Research Article - (2026) Volume 4, Issue 1

View PDF Download PDF

Black-Litterman Portfolio Optimization using Machine-Learning, Deep Learning and Reinforcement Learning Algorithms

Shigolakov Ivan Vasilevich ¹ ^* and Joe Wayne Byers ²

¹World Quant University, USA
²Oklahoma State University, USA

^*Corresponding Author: Shigolakov Ivan Vasilevich, World Quant University, USA

Received Date: Sep 02, 2025 / Accepted Date: Jan 20, 2026 / Published Date: Feb 17, 2026

Copyright: ©2026 Shigolakov Ivan Vasilevich, et al. This is an open-access article distributed under the terms of the Creative Commons Attribution License, which permits unrestricted use, distribution, and reproduction in any medium, provided the original author and source are credited.

Citation: Shigolakov, I.V., Byers, J. W. (2026). Black-Litterman Portfolio Optimization using Machine-Learning, Deep Learning and Reinforcement Learning Algorithms. J Invest Bank Finance, 4(1), 01-11.

Abstract

A portfolio optimization plays a critical role in the financial world. Today the portfolio managers, financial and investment analysts, quantitative researchers from different financial institutions and companies try to find new or better approaches to optimize the investment portfolio in comparison with classical techniques. Nobel prized Harry Markowitz in 1952 introduced his world famous model which is still used by financial scientists in researches as a benchmark or as a background to develop new approaches. The model has some limitations in terms of data normality assumption, historical mean- variance approach instead of potential risks evaluation and others. As a result, some assumptions become irrelevant in real market conditions. Black-Litterman model developed by Fischer Black and Robert Litterman in 1992 attempts to handle some limitations of Markowitz model. This research project will use the Black-Litterman model as a background for further investigation. The view matrix construction will use the Machine Learning and Deep Learning models predictions. MLDL-based Black-Litterman model is expected to demonstrate higher cumulative returns and Sharpe ratios in comparison with classical Markowitz and BL models.

Keywords

Portfolio Optimization, Markowitz Model, Black-Litterman Model, Machine Learning, Deep Learning, Reinforcement Learning

Introduction

Probably one of the most important event for investment or finance related participants is the introduction by Harry Markowitz in 1952 his new theory of optimal portfolio optimization known as Modern Portfolio Theory (MPT). The proposed model has several limitations and drawbacks, which often leads to unpredictable results when applied in practice. The data normality of distribution usually makes the model irrelevant for real application but useful for theoretical researches. Input parameters sensitivity is another issue because the real market conditions change every time and a small adjustment in one variable of the model leads to large changes in asset weights. Another problem that practitioners face with is the calculation of expected returns and variance is based on historical datasets. Almost certainly, there will be errors in real returns and actual variances of investment assets and as a result pure portfolio performance.

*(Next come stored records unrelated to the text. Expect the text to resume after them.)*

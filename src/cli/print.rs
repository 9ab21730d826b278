//! Print-layout preview command.

use anyhow::{bail, Result};
use clap::Args;

use crate::cli::CliStore;
use crate::config::Config;
use crate::print::{self, Margins, Orientation, PaperSize, PrintConfig};

/// Compute the print-page layout for a template's card
#[derive(Debug, Clone, Args)]
pub struct PrintArgs {
    /// Template id to lay out
    #[arg(value_name = "TEMPLATE_ID")]
    pub template_id: String,

    /// Number of card copies
    #[arg(long, value_name = "N")]
    pub copies: Option<u32>,

    /// Paper size
    #[arg(long, value_enum, value_name = "SIZE")]
    pub paper: Option<PaperValue>,

    /// Use landscape orientation
    #[arg(long)]
    pub landscape: bool,

    /// Card slots per page
    #[arg(long, value_name = "N")]
    pub cards_per_page: Option<u32>,

    /// Uniform page margin in millimeters
    #[arg(long, value_name = "MM")]
    pub margin: Option<f64>,

    /// Reserve a 3mm bleed inset
    #[arg(long)]
    pub bleed: bool,

    /// Output the full composition as JSON
    #[arg(long)]
    pub json: bool,
}

/// CLI-facing paper sizes
#[derive(Debug, Clone, Copy, clap::ValueEnum)]
pub enum PaperValue {
    /// 210 x 297 mm
    A4,
    /// 216 x 279 mm
    Letter,
    /// 148 x 210 mm
    A5,
}

impl From<PaperValue> for PaperSize {
    fn from(value: PaperValue) -> Self {
        match value {
            PaperValue::A4 => Self::A4,
            PaperValue::Letter => Self::Letter,
            PaperValue::A5 => Self::A5,
        }
    }
}

impl PrintArgs {
    /// Execute the print command
    pub fn execute(&self, store: &CliStore, config: &Config) -> Result<()> {
        let Some(template) = store.template(&self.template_id)? else {
            bail!("Template not found: {}", self.template_id);
        };

        // Config file defaults, overridden per flag
        let mut print_config = config.print.clone();
        if let Some(copies) = self.copies {
            print_config.copies = copies;
        }
        if let Some(paper) = self.paper {
            print_config.paper_size = paper.into();
        }
        if self.landscape {
            print_config.orientation = Orientation::Landscape;
        }
        if let Some(cards_per_page) = self.cards_per_page {
            print_config.cards_per_page = cards_per_page;
        }
        if let Some(margin) = self.margin {
            print_config.margins = Margins::uniform(margin);
        }
        if self.bleed {
            print_config.include_bleed_area = true;
        }

        let composition = print::compose(&template.card, &print_config)?;

        if self.json {
            println!("{}", serde_json::to_string_pretty(&composition)?);
            return Ok(());
        }

        print_summary(&template.name, &print_config, &composition);
        Ok(())
    }
}

fn print_summary(name: &str, config: &PrintConfig, composition: &print::PageComposition) {
    println!("Print layout for '{name}'");
    println!(
        "  Paper: {:.0} x {:.0} mm, grid {} x {}",
        composition.paper_width_mm, composition.paper_height_mm, composition.cols, composition.rows
    );
    println!(
        "  Slot: {:.1} x {:.1} px, scale {:.3}",
        composition.slot_width_px, composition.slot_height_px, composition.scale
    );
    println!(
        "  {} copies x {} per page = {} pages",
        config.copies,
        config.cards_per_page,
        composition.pages.len()
    );
    for page in &composition.pages {
        println!("    Page {}: {} card(s)", page.index + 1, page.slots.len());
    }
}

Fisher Black and Robert Litterman, in 1992, introduced a new approach to optimal portfolio allocation, which to a certain extent attempts to handle Markowitz model’s limitations. The new proposed approach uses the combination of subjective views of investors (or investor) concerning the expected returns of the assets and market equilibrium vector of expected returns to a new estimation of returns. There are many research papers dedicated to different approaches of predicting the expected returns in order to construct the BL view matrix. S.L Beach et al, used egarch model to build views in BL model. A. Duqi et al, implemented another technique based on volatility forecast. All these approaches have one common characteristic – they use the forecasting models belonging to a certain class to construct the view matrix [1,2]. This property can potentially lead to frustrating results especially when the model deals with constantly changing or dynamic regime changing environment. Not all models can adapt to changing regimes.

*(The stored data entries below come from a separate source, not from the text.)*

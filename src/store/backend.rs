//! Pluggable key/value persistence for the data store.
//!
//! The store reads and writes JSON documents under namespaced string keys.
//! Keeping the persistence behind a trait (instead of ambient global state)
//! lets tests run against an in-memory map while the CLI uses files.

use anyhow::{Context, Result};
use std::collections::HashMap;
use std::fs;
use std::path::PathBuf;

/// Flat synchronous key/value persistence boundary.
///
/// Not safe for concurrent writers; callers with multiple logical writers
/// must serialize access externally.
pub trait StorageBackend {
    /// Returns the value stored under `key`, if any.
    fn get(&self, key: &str) -> Result<Option<String>>;

    /// Stores `value` under `key`, replacing any previous value.
    fn set(&mut self, key: &str, value: &str) -> Result<()>;

    /// Removes the value under `key`. Removing a missing key is not an error.
    fn remove(&mut self, key: &str) -> Result<()>;
}

/// In-memory backend for tests and ephemeral use.
#[derive(Debug, Clone, Default)]
pub struct MemoryBackend {
    entries: HashMap<String, String>,
}

impl MemoryBackend {
    /// Creates an empty backend.
    #[must_use]
    pub fn new() -> Self {
        Self::default()
    }
}

impl StorageBackend for MemoryBackend {
    fn get(&self, key: &str) -> Result<Option<String>> {
        Ok(self.entries.get(key).cloned())
    }

    fn set(&mut self, key: &str, value: &str) -> Result<()> {
        self.entries.insert(key.to_string(), value.to_string());
        Ok(())
    }

    fn remove(&mut self, key: &str) -> Result<()> {
        self.entries.remove(key);
        Ok(())
    }
}

/// File-per-key backend rooted at a directory.
///
/// Each key maps to `<dir>/<key>.json`. Writes go through a temp file plus
/// rename so a crash mid-write never leaves a corrupted document.
#[derive(Debug, Clone)]
pub struct FileBackend {
    dir: PathBuf,
}

impl FileBackend {
    /// Opens a backend rooted at `dir`, creating the directory if needed.
    pub fn new(dir: impl Into<PathBuf>) -> Result<Self> {
        let dir = dir.into();
        fs::create_dir_all(&dir)
            .with_context(|| format!("Failed to create data directory {}", dir.display()))?;
        Ok(Self { dir })
    }

    fn path_for(&self, key: &str) -> PathBuf {
        self.dir.join(format!("{key}.json"))
    }
}

impl StorageBackend for FileBackend {
    fn get(&self, key: &str) -> Result<Option<String>> {
        let path = self.path_for(key);
        if !path.exists() {
            return Ok(None);
        }
        let contents = fs::read_to_string(&path)
            .with_context(|| format!("Failed to read {}", path.display()))?;
        Ok(Some(contents))
    }

    fn set(&mut self, key: &str, value: &str) -> Result<()> {
        let path = self.path_for(key);
        let temp_path = self.dir.join(format!(".{key}.json.tmp"));
        fs::write(&temp_path, value)
            .with_context(|| format!("Failed to write {}", temp_path.display()))?;
        fs::rename(&temp_path, &path)
            .with_context(|| format!("Failed to move {} into place", temp_path.display()))?;
        Ok(())
    }

    fn remove(&mut self, key: &str) -> Result<()> {
        let path = self.path_for(key);
        if path.exists() {
            fs::remove_file(&path)
                .with_context(|| format!("Failed to remove {}", path.display()))?;
        }
        Ok(())
    }
}

#[cfg(test)]
mod tests {
    use super::*;

    #[test]
    fn test_memory_backend_round_trip() -> Result<()> {
        let mut backend = MemoryBackend::new();
        assert_eq!(backend.get("missing")?, None);

        backend.set("a-key", "[1,2,3]")?;
        assert_eq!(backend.get("a-key")?.as_deref(), Some("[1,2,3]"));

        backend.set("a-key", "[]")?;
        assert_eq!(backend.get("a-key")?.as_deref(), Some("[]"));

        backend.remove("a-key")?;
        assert_eq!(backend.get("a-key")?, None);
        // Removing again is fine
        backend.remove("a-key")?;
        Ok(())
    }

    #[test]
    fn test_file_backend_round_trip() -> Result<()> {
        let dir = tempfile::tempdir()?;
        let mut backend = FileBackend::new(dir.path())?;

        assert_eq!(backend.get("missing")?, None);
        backend.set("workshop-cards-templates", "[]")?;
        assert_eq!(
            backend.get("workshop-cards-templates")?.as_deref(),
            Some("[]")
        );
        assert!(dir.path().join("workshop-cards-templates.json").exists());

        backend.remove("workshop-cards-templates")?;
        assert_eq!(backend.get("workshop-cards-templates")?, None);
        Ok(())
    }

    #[test]
    fn test_file_backend_survives_reopen() -> Result<()> {
        let dir = tempfile::tempdir()?;
        {
            let mut backend = FileBackend::new(dir.path())?;
            backend.set("key", "\"value\"")?;
        }
        let backend = FileBackend::new(dir.path())?;
        assert_eq!(backend.get("key")?.as_deref(), Some("\"value\""));
        Ok(())
    }
}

This project research attempts to show whether the implementation of Reinforcement Learning Agent in couple with Machine Learning and Deep Learning forecasting approaches can increase the performance of the portfolio in comparison with classical MV and BL methods by construction the optimal strategy of building the Black-Litterman view matrix.

Literature Review

It has become an indisputable fact that Machine Learning methods significantly improves the portfolio performance in comparison with classical approaches. The researchers implies different ML techniques to forecast the assets different characteristics [3]. Used in their paper two Random Forest models to predict assets monthly excess returns and volatility. This approach gave a good improvement in terms of investor utility and Sharpe ratios. Random Forest model is one of the best methods for classification tasks but can also be applied in regression analysis. For such models, the overfitting is the main problem and the Random Forest based models should be continuously tested and adjusted to dynamic market changes.

Francisco Espiga-Fernández et al. [4]. Applied Deep Reinforcement learning algorithms for portfolio optimization using DQN, DDPG, PPO and SAC methods. Some techniques performed better than others did but in general, the researchers showed a good performance of RL algorithms compared to MV classical method. Srijan Sood et al. also implemented the RL algorithms in their work [5].

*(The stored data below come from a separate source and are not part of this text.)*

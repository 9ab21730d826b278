//! Card element geometry and identity.

use serde::{Deserialize, Serialize};
use uuid::Uuid;

use crate::models::properties::{ElementProperties, ElementType};

/// Top-left offset of an element in card-local units.
#[derive(Debug, Clone, Copy, PartialEq, Serialize, Deserialize, Default)]
pub struct Position {
    /// Horizontal offset from the card's left edge (non-negative)
    pub x: f64,
    /// Vertical offset from the card's top edge (non-negative)
    pub y: f64,
}

impl Position {
    /// Creates a new position.
    #[must_use]
    pub const fn new(x: f64, y: f64) -> Self {
        Self { x, y }
    }
}

/// Width and height in card-local units.
#[derive(Debug, Clone, Copy, PartialEq, Serialize, Deserialize)]
pub struct Size {
    /// Width (positive)
    pub width: f64,
    /// Height (positive)
    pub height: f64,
}

impl Size {
    /// Creates a new size.
    #[must_use]
    pub const fn new(width: f64, height: f64) -> Self {
        Self { width, height }
    }
}

/// One positioned visual unit on a card.
///
/// The `properties` union carries the type tag, so an element's type and its
/// property shape cannot disagree. Serialized form matches the card JSON:
/// `type` and `properties` appear as sibling fields of the element object.
#[derive(Debug, Clone, PartialEq, Serialize, Deserialize)]
#[serde(rename_all = "camelCase")]
pub struct CardElement {
    /// Opaque unique identifier
    pub id: String,
    /// Top-left offset in card-local units
    pub position: Position,
    /// Element extent in card-local units
    pub size: Size,
    /// Paint order, low to high; ties keep insertion order
    pub z_index: i32,
    /// Type-tagged property set
    #[serde(flatten)]
    pub properties: ElementProperties,
}

impl CardElement {
    /// Creates an element of the given type at the given position, with the
    /// type's default size and default property set.
    #[must_use]
    pub fn with_defaults(element_type: ElementType, position: Position) -> Self {
        Self {
            id: Uuid::new_v4().to_string(),
            position,
            size: Self::default_size(element_type),
            z_index: 0,
            properties: ElementProperties::default_for(element_type),
        }
    }

    /// Returns this element's type.
    #[must_use]
    pub const fn element_type(&self) -> ElementType {
        self.properties.element_type()
    }

    /// Default canvas footprint per element type.
    #[must_use]
    pub const fn default_size(element_type: ElementType) -> Size {
        match element_type {
            ElementType::NameLabel => Size::new(120.0, 30.0),
            ElementType::TextField => Size::new(200.0, 40.0),
            ElementType::TextArea => Size::new(200.0, 80.0),
            ElementType::Table => Size::new(250.0, 150.0),
            ElementType::Icon => Size::new(40.0, 40.0),
            ElementType::QrCode => Size::new(100.0, 100.0),
        }
    }

    /// Applies a partial update, leaving unset fields untouched.
    pub fn apply(&mut self, update: ElementUpdate) {
        if let Some(position) = update.position {
            self.position = position;
        }
        if let Some(size) = update.size {
            self.size = size;
        }
        if let Some(z_index) = update.z_index {
            self.z_index = z_index;
        }
        if let Some(properties) = update.properties {
            self.properties = properties;
        }
    }
}

/// Partial update for one element. `None` fields are left as they are.
#[derive(Debug, Clone, Default)]
pub struct ElementUpdate {
    /// New position, if changing
    pub position: Option<Position>,
    /// New size, if changing
    pub size: Option<Size>,
    /// New paint order, if changing
    pub z_index: Option<i32>,
    /// Replacement property set, if changing
    pub properties: Option<ElementProperties>,
}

Zhang et al [6]. Made a good research where they adopted LSTM Neural Network approach to optimize Sharpe ratio directly without predicting the assets future returns. The authors compare the portfolio strategy with other different techniques showing good performance. The proposed approach has also a robust dynamic in the periods of disturbance like COVID-19.

A combination of different approaches was used in the paper introduced by Liam Smith et al. [7]. The research attempts to implement different algorithms, including regression analysis, time-series forecasting and clustering, to analyze historical financial data and identify patterns that inform investment decisions. The results are very promising and the authors of the paper made a robust model that adapts to changing market conditions and can predict future asset performance with increased accuracy. The main issue of the approach is potential overfitting coursed by historical based model learning approaches.

There are many research papers dedicated to Black-Litterman model. The researchers try to find new approaches of expert views formulation. Stoilov et al. [8]. Proposed to compare implied and mean asset returns to build view matrix. The approach implies active management as only a limited amount of historical data and short-term forecast shift are used. In general, the algorithm can be used in real market but in order to ensure the robustness on regime changes more investigations should be made.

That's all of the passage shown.